Matt neglected the mention the DESIGN cost associated with co-op. In addition to all of the technical challenges for us programmers, it is an expensive burden for designers to create content, such as vehicles and missions, that support co-op. Imagine how some of the missions and activities would be affected if they had to support 4 players instead of 2.
 
Speaking of co-op cost, i've been wondering why the requirements go up so much when playing in co-op. Double the video memory? Surely the game isn't rendering everything twice for remote co-op, although i understand there is some cost associated with a second player model. I can't imagine it's very big compared to the rest of the world. The penalty for not meeting these requirements, oddly enough, appears to be massive latency between the two systems, somehow! I don't know whether the framerate on the low-end system in this scenario is bad.
 
It's probably not raw memory resources that's the problem, it's probably the way the engine is coded. Any modern gaming PC could probably handle 4-16 player games for Saint's Row. We've got way more memory than a 360 or a PS3, generally. But from what the devs have been saying on the issue, it's likely an issue with the way that they have to control what's loaded into memory in the engine. They have to pull some tricks to get the games to run smoothly on the consoles without being memory hogs, I keep hearing about all this mempool stuff and how they stream assets into memory as needed rather than load them and keep them there for the duration of the game.

So look at it like this, you're on a console and you're playing regular 2 player co-op. You can fly around the entire city, untethered from your co-op partner, but the whole time that it's going on the system has to keep assets in memory for each player's character model, whatever they're wearing, whatever weapons they are using, the cars spawning around them, the area of the city they're in, the peds, etc. Of course each console is doing its own workload, but the more people you have in the game, the more potential for memory overload. What if you had four players, each different genders, wearing different outfits, all hanging out with special vehicles that don't normally spawn in the streets (Bloody Cannoness, Genki Manapult, what have you)? You'd end up overloading the memory pool for the consoles in mere moments. I mean, a PS3 has what, 256 MB of RAM? 256 MB of VRAM, so that's 512 MB total. Most modern PC operating systems wouldn't even load with that sort of memory =P The 360 has a similar amount of memory except that it's system memory which is just shared between regular stuff and graphics processing.

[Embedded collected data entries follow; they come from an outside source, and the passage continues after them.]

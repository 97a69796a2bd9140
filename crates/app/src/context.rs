//! App Context

use std::sync::Arc;

use thiserror::Error;

use crate::{
    auth::{AuthService, PgAuthService},
    database::{self, Db},
    domain::{
        customers::{CustomerDirectory, PgCustomerDirectory},
        jobs::{JobsService, PgJobsService},
        payments::{
            CardPaymentsService, HttpPaymentProcessor, PaymentProcessorConfig,
            ProcessorCardPayments,
        },
        time_entries::{PgTimeClockService, TimeClockService},
    },
    notifications::{LogNotifier, Notifier, WebhookNotifier},
    settings::BillingSettings,
};

#[derive(Debug, Error)]
pub enum AppInitError {
    #[error("failed to connect to database")]
    Database(#[source] sqlx::Error),

    #[error("failed to apply migrations")]
    Migrate(#[source] sqlx::migrate::MigrateError),
}

/// Everything needed to wire the services together.
#[derive(Debug, Clone)]
pub struct AppConfig {
    pub database_url: String,
    pub billing: BillingSettings,
    pub processor: PaymentProcessorConfig,
    /// Receipts are only logged when unset.
    pub notify_webhook_url: Option<String>,
    /// Apply pending migrations on start.
    pub migrate: bool,
}

#[derive(Clone)]
pub struct AppContext {
    pub settings: BillingSettings,
    pub jobs: Arc<dyn JobsService>,
    pub card_payments: Arc<dyn CardPaymentsService>,
    pub timeclock: Arc<dyn TimeClockService>,
    pub customers: Arc<dyn CustomerDirectory>,
    pub auth: Arc<dyn AuthService>,
}

impl AppContext {
    /// Build application context from configuration.
    ///
    /// # Errors
    ///
    /// Returns an error when establishing a database connection or migrating fails.
    pub async fn from_config(config: AppConfig) -> Result<Self, AppInitError> {
        let pool = database::connect(&config.database_url)
            .await
            .map_err(AppInitError::Database)?;

        if config.migrate {
            database::migrate(&pool)
                .await
                .map_err(AppInitError::Migrate)?;
        }

        let db = Db::new(pool);

        let notifier: Arc<dyn Notifier> = match config.notify_webhook_url {
            Some(url) => Arc::new(WebhookNotifier::new(url)),
            None => Arc::new(LogNotifier),
        };

        let customers: Arc<dyn CustomerDirectory> = Arc::new(PgCustomerDirectory::new(db.clone()));

        let jobs: Arc<dyn JobsService> = Arc::new(PgJobsService::new(
            db.clone(),
            config.billing,
            Arc::clone(&customers),
            notifier,
        ));

        Ok(Self {
            settings: config.billing,
            card_payments: Arc::new(ProcessorCardPayments::new(
                Arc::clone(&jobs),
                Arc::new(HttpPaymentProcessor::new(config.processor)),
                config.billing,
            )),
            timeclock: Arc::new(PgTimeClockService::new(
                db.clone(),
                config.billing.enforce_single_open_shift,
            )),
            auth: Arc::new(PgAuthService::new(&db)),
            jobs,
            customers,
        })
    }
}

In either case, it's more taxing than you'd think when you remember that when devs make games nowadays, they have to accommodate the lowest common denominator, which is consoles (As an aside, I'm not PC master race, grew up as a console gamer but it's a fact that consoles have less power than a PC, no matter what sort of fancy optimization tricks devs can pull to get great stuff running on them)
 
Looking back I think you're referencing the assertions made in Tulip Sniper's second post on the last page, right? If so, those assertions were made based on local co-op, and you're talking about remote co-op over a network where multiple consoles are doing the work, right?
 
I've never noticed that before, honestly, but it's a good question. You'd likely have to get someone more technically proficient than me to answer then, but they do seem to be referencing older hardware in that particular listing. Best explanation I can think of is that it's not that Saints necessarily uses double the VRAM, it's that video card manufacturers only tend to make cards with certain amounts of RAM. The 8800 had a minimum of 320 MB of VRAM, and other revisions had 640. The HD3000 series cards went as low as 256 MB, not sure if they ever made a 512 MB version but perhaps they didn't and that's why 1 GB is listed as the minimum for the HD 3000?